Komentarz Biblijny o. Wojciech Ciak OCD wróć

Święto św. Mateusza, Apostoła i Ewangelisty

21-09-2024

Mt 9, 9-13
Powołanie Mateusza na Apostoła

Odchodząc z Kafarnaum Jezus ujrzał człowieka siedzącego w komorze celnej, imieniem Mateusz, i rzekł do niego: «Pójdź za Mną». On wstał i poszedł za Nim.

Gdy Jezus siedział w domu za stołem, przyszło wielu celników i grzeszników i siedzieli wraz z Jezusem i Jego uczniami. Widząc to, faryzeusze mówili do Jego uczniów: «Dlaczego wasz Nauczyciel jada wspólnie z celnikami i grzesznikami?»

On, usłyszawszy to, rzekł: «Nie potrzebują lekarza zdrowi, lecz ci, którzy się źle mają. Idźcie i starajcie się zrozumieć, co znaczy: „Chcę raczej miłosierdzia niż ofiary”. Bo nie przyszedłem powołać sprawiedliwych, ale grzeszników».


Szukaj towarzystwa Jezusa

Teresa radzi: „Postaraj się o towarzystwo. A jakież mógłbyś znaleźć lepsze nad towarzystwo samego Mistrza, który nauczył nas tej modlitwy, do której odmówienia się zabierasz. Przedstaw sobie Pana stojącego tuż przy tobie i patrz, z jaką miłością i z jaką pokorą raczy ciebie nauczać”.

Patrz na Tego, który patrzy na nas

Nawiąż z Jezusem osobisty kontakt, dostrzeż Jego spojrzenie, a następnie patrz Mu w oczy, bez lęku. Uświadom sobie, że nasze życie od Niego pochodzi i że On patrzy na nas z taką ogromną życzliwością.

Wsłuchuj się w Mistrza

Jezus nie tylko patrzy na nas, ale również do nas mówi.

Święty Mateusz zamieszkał w Biblii
Lewi, człowiek bezdomny.

Mateusz, zanim powołał Go Jezus, był właściwie człowiekiem bezdomnym.
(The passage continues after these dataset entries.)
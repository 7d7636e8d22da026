//! Data access for the biotrade system.
//!
//! This crate handles:
//! - The query interface shared by every table source
//! - An in-memory source and a SQLite-backed row store
//! - Column-name sanitizing for raw extracts
//! - Duplicate-key and aggregate-versus-parts checks

pub mod quality;
pub mod sanitize;
pub mod source;
pub mod sqlite;

pub use quality::{find_duplicate_keys, DuplicateKey, PartsCheck, PRODUCTION_KEY, TRADE_KEY};
pub use sanitize::{rename_columns, sanitize_column_name, sanitize_columns};
pub use source::{InMemorySource, QueryFilter, TableSource};
pub use sqlite::{ColumnKind, SqliteStore, TableSchema};
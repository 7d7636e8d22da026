//! Continent and sub-continent rollups.

use crate::aggregator::{AggFn, Aggregator};
use biotrade_core::reference::GroupLevel;
use biotrade_core::{columns, Anomaly, Config, Dataset, Outcome, ReferenceTables, Result, Value};
use std::collections::BTreeSet;
use std::sync::Arc;
use tracing::{debug, warn};

/// Identity columns kept whenever present.
const FIXED_INDEX: &[&str] = &[
    columns::PERIOD,
    columns::PRODUCT,
    columns::PRODUCT_CODE,
    columns::ELEMENT,
    columns::ELEMENT_CODE,
    columns::UNIT,
];

/// Sums country-level flows into country groups.
pub struct CountryGroupAggregator {
    tables: Arc<ReferenceTables>,
    /// Codes at or above this are regions, not countries.
    country_code_threshold: i64,
    aggregator: Aggregator,
}

impl CountryGroupAggregator {
    pub fn new(tables: Arc<ReferenceTables>, config: &Config) -> Self {
        Self {
            tables,
            country_code_threshold: config.country_groups.country_code_threshold,
            aggregator: Aggregator::new(&config.aggregation),
        }
    }

    /// Aggregate to the requested level on each side.
    ///
    /// `None` keeps country identity on that side. The label column is named
    /// `<level>_reporter` / `<level>_partner`; countries missing from the
    /// continent table get a null label and are summed together.
    pub fn aggregate(
        &self,
        dataset: &Dataset,
        reporter_level: Option<GroupLevel>,
        partner_level: Option<GroupLevel>,
    ) -> Result<Outcome<Dataset>> {
        dataset.require_columns(&[columns::REPORTER_CODE, columns::VALUE])?;
        let bilateral = dataset.has_column(columns::PARTNER_CODE);

        let mut anomalies = Vec::new();
        let mut ds = self.keep_countries(dataset, columns::REPORTER_CODE, &mut anomalies)?;
        if bilateral {
            ds = self.keep_countries(&ds, columns::PARTNER_CODE, &mut anomalies)?;
        }

        let mut index: Vec<String> = FIXED_INDEX
            .iter()
            .filter(|c| ds.has_column(c))
            .map(|c| c.to_string())
            .collect();
        let sides = [
            (columns::REPORTER, columns::REPORTER_CODE, reporter_level, true),
            (columns::PARTNER, columns::PARTNER_CODE, partner_level, bilateral),
        ];
        for (name, code, level, present) in sides {
            if !present {
                continue;
            }
            match level {
                None => {
                    for c in [name, code] {
                        if ds.has_column(c) {
                            index.push(c.to_string());
                        }
                    }
                }
                Some(level) => {
                    let label_column = format!("{}_{}", level.as_str(), name);
                    let labels = ds
                        .column(code)?
                        .map(|v| {
                            v.as_i64()
                                .and_then(|c| self.tables.country_group(c, level))
                                .map(Value::from)
                                .unwrap_or(Value::Null)
                        })
                        .collect();
                    ds = ds.with_column(&label_column, labels)?;
                    index.push(label_column);
                }
            }
        }

        let index: Vec<&str> = index.iter().map(String::as_str).collect();
        let outcome = self
            .aggregator
            .aggregate(&ds, &index, &[columns::VALUE], AggFn::Sum)?;
        debug!(?index, groups = outcome.value.len(), "aggregated by country groups");
        let (value, more) = outcome.into_parts();
        anomalies.extend(more);
        Ok(Outcome::with_anomalies(value, anomalies))
    }

    /// Remove region rows (and rows without a code) on one side.
    fn keep_countries(
        &self,
        dataset: &Dataset,
        code_column: &str,
        anomalies: &mut Vec<Anomaly>,
    ) -> Result<Dataset> {
        let threshold = self.country_code_threshold;
        let is_country = |v: Option<&Value>| {
            v.and_then(Value::as_i64).is_some_and(|c| c < threshold)
        };
        let removed = dataset.filter(|r| !is_country(r.get(code_column)));
        if removed.is_empty() {
            return Ok(dataset.clone());
        }
        let name_column = code_column.trim_end_matches("_code");
        let label_source = if removed.has_column(name_column) {
            name_column
        } else {
            code_column
        };
        let labels: BTreeSet<String> = removed.column(label_source)?.map(|v| v.to_string()).collect();
        let value_total = removed.sum(columns::VALUE)?;
        warn!(
            column = code_column,
            rows = removed.len(),
            value_total,
            "excluding region aggregates before country group aggregation"
        );
        anomalies.push(Anomaly::ExcludedRows {
            column: code_column.to_string(),
            labels: labels.into_iter().collect(),
            rows: removed.len(),
            value_total,
        });
        Ok(dataset.filter(|r| is_country(r.get(code_column))))
    }
}
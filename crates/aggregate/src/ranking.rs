//! Largest contributors per slice.

use crate::aggregator::{reduce, AggFn};
use biotrade_core::{columns, Dataset, Error, Result};

/// The `n` largest groups by their average yearly (or per-period) total.
///
/// Values are first summed over `agg_groups` plus `time_columns`, then
/// averaged over `agg_groups`. Rows are ordered by `slice_groups` ascending
/// and the first value column descending, and the first `n` of each slice
/// are kept. Slice columns are always part of the groups. An empty
/// `time_columns` means `year`.
pub fn nlargest(
    dataset: &Dataset,
    value_columns: &[&str],
    time_columns: &[&str],
    agg_groups: &[&str],
    slice_groups: &[&str],
    n: usize,
) -> Result<Dataset> {
    let Some(first_value) = value_columns.first().copied() else {
        return Err(Error::invalid_argument("nlargest needs at least one value column"));
    };
    let time_columns = if time_columns.is_empty() {
        &[columns::YEAR][..]
    } else {
        time_columns
    };

    let mut groups: Vec<&str> = agg_groups.to_vec();
    for s in slice_groups {
        if !groups.contains(s) {
            groups.push(s);
        }
    }
    let mut per_time = groups.clone();
    per_time.extend(time_columns.iter().copied());

    let summed = reduce(dataset, &per_time, value_columns, AggFn::Sum)?;
    let averaged = if groups.is_empty() {
        summed
    } else {
        reduce(&summed, &groups, value_columns, AggFn::Mean)?
    };

    let mut keys: Vec<(&str, bool)> = slice_groups.iter().map(|s| (*s, true)).collect();
    keys.push((first_value, false));
    let sorted = averaged.sort_by(&keys)?;
    if slice_groups.is_empty() {
        return Ok(sorted.head(n));
    }

    let slice_idx: Vec<usize> = slice_groups
        .iter()
        .map(|s| sorted.column_index(s))
        .collect::<Result<_>>()?;
    let mut keep = Vec::new();
    let mut current: Option<Vec<&biotrade_core::Value>> = None;
    let mut taken = 0;
    for (i, row) in sorted.raw_rows().iter().enumerate() {
        let key: Vec<_> = slice_idx.iter().map(|&j| &row[j]).collect();
        if current.as_ref() != Some(&key) {
            current = Some(key);
            taken = 0;
        }
        if taken < n {
            keep.push(i);
            taken += 1;
        }
    }
    Ok(sorted.take(&keep))
}

#[cfg(test)]
mod tests {
    use super::*;
    use approx::assert_relative_eq;
    use biotrade_core::Value;

    fn wheat() -> Dataset {
        let mut rows = Vec::new();
        for (reporter, element, base) in [
            ("France", "production", 30.0),
            ("Germany", "production", 20.0),
            ("Italy", "production", 5.0),
            ("France", "area_harvested", 4.0),
            ("Germany", "area_harvested", 3.0),
            ("Italy", "area_harvested", 2.0),
        ] {
            for (year, bump) in [(2019, 0.0), (2020, 2.0)] {
                rows.push(vec![reporter.into(), element.into(), Value::from(year), Value::from(base + bump)]);
            }
        }
        Dataset::from_rows(vec!["reporter", "element", "year", "value"], rows).unwrap()
    }

    #[test]
    fn test_top_two_per_element() -> anyhow::Result<()> {
        let top = nlargest(&wheat(), &["value"], &[], &["reporter"], &["element"], 2)?;
        assert_eq!(top.columns(), &["reporter", "element", "value"]);
        assert_eq!(top.len(), 4);
        assert_eq!(top.value(0, "element")?, &Value::from("area_harvested"));
        assert_eq!(top.value(0, "reporter")?, &Value::from("France"));
        assert_eq!(top.value(2, "reporter")?, &Value::from("France"));
        assert_relative_eq!(top.value(2, "value")?.as_f64().unwrap(), 31.0);
        assert_eq!(top.value(3, "reporter")?, &Value::from("Germany"));
        Ok(())
    }

    #[test]
    fn test_without_slices() -> anyhow::Result<()> {
        let top = nlargest(&wheat(), &["value"], &["year"], &["reporter", "element"], &[], 1)?;
        assert_eq!(top.len(), 1);
        assert_eq!(top.value(0, "reporter")?, &Value::from("France"));
        Ok(())
    }

    #[test]
    fn test_requires_value_column() {
        assert!(nlargest(&wheat(), &[], &[], &["reporter"], &[], 3).is_err());
    }
}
Ktoś jednak powie, że to nie zgadza się z faktami…
Jednak przypatrzmy się tym faktom…
Mateusz miał dom, ale czy założył rodzinę, nie wiemy, ale miał na tyle obszerny dom, że zaprosił swoich znajomych, pewnie z pracy, na swoje pożegnanie.
Ten dom wznosił z pieczołowitością, myśląc pewnie o rodzinie, o żonie, o dzieciach… Ten dom wznosił za pieniądze zarobione ze ściągania podatków.
Jednak w sensie duchowym – sam Mateusz był kimś bezdomnym.
Swoi ziomkowie uznali go za publicznego grzesznika i zdrajcę.
Rodzina jego najbliższa też mogła się go wstydzić.
Krąg jego znajomych, trudniących się podobną pracą co on – czy mogli między sobą tworzyć prawdziwe więzi, jeśli ta praca narażała na korupcję…
Zaś Rzymianie, dla których pracował, patrzyli na niego jako na człowieka do wynajęcia, człowieka, którego można kupić…
I do tego człowieka bezdomnego duchowo przychodzi Jezus i wydobywa z niego to, co najgłębsze i daje mu szansę…
I on tę szansę podjął…
I podjął dar zamieszkania przy Jezusie i w nowej społeczności, jaką jest Kościół.
I podzielił się z nami tą swoją radością zamieszkania przy Jezusie i zamieszkania w Biblii, i z tego zamieszkania mógł inaczej ustawić swoje relacje ze swoimi ziomkami, i mógł już inaczej ustawić swoje relacje ze znajomymi z pracy, że są chorzy i potrzebują lekarza, i mógł inaczej ustawić swoje relacje z Rzymianami, że nie jest do kupienia, ale że on może im coś darować i wskazać, że jest przedstawicielem Innego Władcy, w imieniu którego głosi potrzebę pobierania myta w postaci serca otwartego na nawrócenie i miłosierdzie.

Mów do Niego

Po wsłuchiwaniu się w Mistrza my podejmujemy z Nim rozmowę. Mamy do Niego kierować słowa proste i prawdziwe.